Materials In Extreme Environments (MEDE) Data Science Integration: MEDE Data Science Cloud, version 1

David C. Elbert*,1, Nicholas S. Carey2, Aavik Pakrasi and Tamás Budavári3, 2, 4 **
, 1. Department of Earth and Planetary Sciences, 2. Department of Computer Science, 3. Department of Applied Mathematics and Statistics, 4. Hopkins Extreme Materials Institute. Johns Hopkins University, Baltimore, MD 21218

Poster

The first five years of the Materials Genome Initiative (MGI) has been marked by significant advances in access to research data across the materials domain. In addition, there is broad recognition that materials sciences and engineering is confronting issues of rapidly expanding data scale and scope. Such Big Data come from advances on many fronts including: instrumentation capable of acquisition with shorter time scales, higher resolution, and higher dimensionality; computing power and approaches facilitating larger, faster simulations; and processing control allowing tighter regulation and opportunities to produce more refined materials at lower costs.

At Hopkins we’ve developed the Materials in Extreme Dynamic Environments Data Science Cloud (MEDE-DSC) to address the need for robust, sustainable data-science tools in the materials domain. The MEDE-DSC combines computing infrastructure with collaborative integration into the materials design loop. The focus of the project aligns with MGI strategic goals to facilitate access to materials data; to build data science skills in the materials domain; and to create tools that help materials scientists link experiments, computation, and theory. This focus guides the project commitment to bring data science tools to materials domain researchers where domain knowledge and expertise guide meaningful materials research.

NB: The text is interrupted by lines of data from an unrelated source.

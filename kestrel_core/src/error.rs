//! Error types and result definitions for the object layer.
//!
//! These errors cover failures raised by the object protocols themselves:
//! - Mapping protocol failures (missing keys, unsupported operations)
//! - Type mismatches between a value and the protocol it was used with
//! - Resource exhaustion while growing an object
//!
//! Errors raised by frame and quickening machinery live in `kestrel_vm` and
//! convert from this type.

use thiserror::Error;

/// The result type used by object protocols.
pub type CoreResult<T> = Result<T, CoreError>;

/// Error raised by an object protocol operation.
#[derive(Error, Debug, Clone, PartialEq, Eq)]
pub enum CoreError {
    /// Key not found in a mapping.
    #[error("KeyError: '{key}'")]
    KeyError {
        /// The missing key.
        key: String,
    },

    /// Value used with a protocol it does not support.
    #[error("TypeError: {message}")]
    TypeError {
        /// Error description.
        message: String,
    },

    /// Value error.
    #[error("ValueError: {message}")]
    ValueError {
        /// Error description.
        message: String,
    },

    /// Memory allocation failure.
    #[error("MemoryError: {message}")]
    MemoryError {
        /// Error description.
        message: String,
    },

    /// Internal error (should never occur in a correct implementation).
    #[error("InternalError: {message}")]
    InternalError {
        /// Error description.
        message: String,
    },
}

impl CoreError {
    /// Create a key error.
    #[must_use]
    pub fn key(key: impl Into<String>) -> Self {
        Self::KeyError { key: key.into() }
    }

    /// Create a type error.
    #[must_use]
    pub fn type_error(message: impl Into<String>) -> Self {
        Self::TypeError {
            message: message.into(),
        }
    }

    /// Create a value error.
    #[must_use]
    pub fn value_error(message: impl Into<String>) -> Self {
        Self::ValueError {
            message: message.into(),
        }
    }

    /// Create a memory error.
    #[must_use]
    pub fn memory(message: impl Into<String>) -> Self {
        Self::MemoryError {
            message: message.into(),
        }
    }

    /// Create an internal error.
    #[must_use]
    pub fn internal(message: impl Into<String>) -> Self {
        Self::InternalError {
            message: message.into(),
        }
    }

    /// Returns true for a missing-key error.
    ///
    /// Mapping deletion treats a missing key as success, so callers
    /// need to tell it apart from every other failure.
    #[inline]
    #[must_use]
    pub fn is_key_error(&self) -> bool {
        matches!(self, Self::KeyError { .. })
    }

    /// Get the exception type name.
    #[must_use]
    pub fn exception_type(&self) -> &'static str {
        match self {
            Self::KeyError { .. } => "KeyError",
            Self::TypeError { .. } => "TypeError",
            Self::ValueError { .. } => "ValueError",
            Self::MemoryError { .. } => "MemoryError",
            Self::InternalError { .. } => "SystemError",
        }
    }
}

MEDE-DSC infrastructure is built on the SciServer platform. SciServer, an NSF Data Infrastructure Building Block (DIBB) center, combines core components for Big Data storage and computation to bring the computation to the data. In our implementation we focus on delivering materials science tools in a simple, robust package. The computing environment utilizes preloaded Docker containers built on the SciServer virtual machine, Linux architecture. Materials scientists and engineers access computing tools and data through a versatile, expandable Jupyter Notebook architecture. The combination of containers and notebooks brings power, consistency and clarity while moving towards reproducible, narrated computation. Ultimately, our hope is that MEDE-DSC’s Big Data tools provide materials scientists the opportunity to design a new class of research that fully utilizes modern instrumentation and simulation capabilities.

* Contact info: elbert@jhu.edu

**We want to acknowledge the SciServer team at Johns Hopkins, especially Gerard Lemson, Mitya Medvedev, Manu Popp, Mike Rippin, and Alex Szalay for their help and responsiveness. MEDE-DSC development is sponsored by the Army Research Laboratory Cooperative Agreement Number W911NF-12-2-0022.